(Task statement)
Look through the data below, and copy each line that carries the word "when".

(Collected data entries)
++++++++++

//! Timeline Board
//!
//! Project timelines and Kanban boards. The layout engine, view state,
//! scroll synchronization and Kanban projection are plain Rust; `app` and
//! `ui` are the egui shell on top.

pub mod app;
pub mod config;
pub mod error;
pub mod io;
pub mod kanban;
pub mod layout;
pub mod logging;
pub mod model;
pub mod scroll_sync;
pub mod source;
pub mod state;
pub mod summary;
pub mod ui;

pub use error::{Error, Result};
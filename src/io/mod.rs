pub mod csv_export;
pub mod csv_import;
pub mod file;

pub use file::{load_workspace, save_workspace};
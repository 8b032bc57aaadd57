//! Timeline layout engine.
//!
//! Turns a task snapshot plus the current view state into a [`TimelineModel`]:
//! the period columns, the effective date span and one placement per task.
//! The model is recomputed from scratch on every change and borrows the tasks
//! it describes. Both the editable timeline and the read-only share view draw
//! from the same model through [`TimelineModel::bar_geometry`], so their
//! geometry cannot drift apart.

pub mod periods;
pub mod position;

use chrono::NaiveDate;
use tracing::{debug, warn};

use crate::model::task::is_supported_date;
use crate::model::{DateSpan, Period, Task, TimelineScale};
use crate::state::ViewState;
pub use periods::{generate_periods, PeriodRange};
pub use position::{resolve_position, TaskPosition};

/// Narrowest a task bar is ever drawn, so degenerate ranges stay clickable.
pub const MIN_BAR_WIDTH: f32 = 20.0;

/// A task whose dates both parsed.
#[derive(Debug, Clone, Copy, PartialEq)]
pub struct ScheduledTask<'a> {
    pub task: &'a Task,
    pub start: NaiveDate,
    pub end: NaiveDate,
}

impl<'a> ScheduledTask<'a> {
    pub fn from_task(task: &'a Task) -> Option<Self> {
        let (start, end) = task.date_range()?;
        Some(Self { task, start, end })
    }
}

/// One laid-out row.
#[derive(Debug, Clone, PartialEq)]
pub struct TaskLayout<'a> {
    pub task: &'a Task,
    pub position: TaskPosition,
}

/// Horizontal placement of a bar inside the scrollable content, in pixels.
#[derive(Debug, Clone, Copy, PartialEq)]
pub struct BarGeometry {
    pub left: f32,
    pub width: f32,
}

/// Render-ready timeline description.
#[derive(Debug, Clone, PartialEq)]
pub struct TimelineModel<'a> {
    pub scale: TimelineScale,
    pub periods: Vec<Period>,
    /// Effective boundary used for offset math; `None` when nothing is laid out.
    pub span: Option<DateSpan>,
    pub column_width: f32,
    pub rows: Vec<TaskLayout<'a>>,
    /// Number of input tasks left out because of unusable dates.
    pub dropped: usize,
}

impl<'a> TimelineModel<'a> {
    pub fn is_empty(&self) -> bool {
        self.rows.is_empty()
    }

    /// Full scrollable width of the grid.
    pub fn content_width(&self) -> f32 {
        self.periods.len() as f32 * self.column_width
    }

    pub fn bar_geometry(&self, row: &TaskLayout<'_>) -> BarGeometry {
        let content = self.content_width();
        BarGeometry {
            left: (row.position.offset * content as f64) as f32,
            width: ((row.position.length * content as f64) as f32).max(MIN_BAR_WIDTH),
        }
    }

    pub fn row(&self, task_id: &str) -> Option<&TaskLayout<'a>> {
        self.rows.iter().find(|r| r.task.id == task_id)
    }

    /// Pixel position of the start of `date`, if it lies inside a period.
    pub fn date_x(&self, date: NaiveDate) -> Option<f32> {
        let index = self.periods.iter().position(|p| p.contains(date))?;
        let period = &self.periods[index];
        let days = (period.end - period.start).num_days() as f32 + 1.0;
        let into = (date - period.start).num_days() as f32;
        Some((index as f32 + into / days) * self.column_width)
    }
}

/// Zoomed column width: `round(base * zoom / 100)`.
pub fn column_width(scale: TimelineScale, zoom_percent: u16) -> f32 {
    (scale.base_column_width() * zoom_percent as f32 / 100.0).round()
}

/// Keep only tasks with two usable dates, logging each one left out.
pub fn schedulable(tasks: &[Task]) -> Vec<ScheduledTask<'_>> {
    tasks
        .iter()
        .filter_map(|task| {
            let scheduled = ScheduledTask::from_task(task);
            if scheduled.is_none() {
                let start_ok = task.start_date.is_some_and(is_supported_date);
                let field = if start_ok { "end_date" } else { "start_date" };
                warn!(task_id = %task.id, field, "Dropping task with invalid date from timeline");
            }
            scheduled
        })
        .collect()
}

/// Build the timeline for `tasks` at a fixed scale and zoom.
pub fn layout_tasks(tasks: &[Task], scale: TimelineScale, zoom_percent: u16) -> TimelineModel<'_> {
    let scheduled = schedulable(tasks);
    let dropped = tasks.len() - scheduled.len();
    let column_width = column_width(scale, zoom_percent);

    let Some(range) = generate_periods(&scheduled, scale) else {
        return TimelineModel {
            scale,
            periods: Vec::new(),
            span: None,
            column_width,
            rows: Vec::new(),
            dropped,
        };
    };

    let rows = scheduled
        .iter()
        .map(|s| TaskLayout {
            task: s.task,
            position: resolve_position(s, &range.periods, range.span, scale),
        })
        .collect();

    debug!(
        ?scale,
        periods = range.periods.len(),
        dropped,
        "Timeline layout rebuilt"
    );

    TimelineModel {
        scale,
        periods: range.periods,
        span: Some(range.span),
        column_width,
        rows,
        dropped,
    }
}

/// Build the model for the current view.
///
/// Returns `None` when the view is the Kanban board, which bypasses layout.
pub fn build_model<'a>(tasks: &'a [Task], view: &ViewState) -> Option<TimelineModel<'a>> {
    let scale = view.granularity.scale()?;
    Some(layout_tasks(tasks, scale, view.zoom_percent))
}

++++++++++

(Solution for this exercise)
    /// Effective boundary used for offset math; `None` when nothing is laid out.
/// Returns `None` when the view is the Kanban board, which bypasses layout.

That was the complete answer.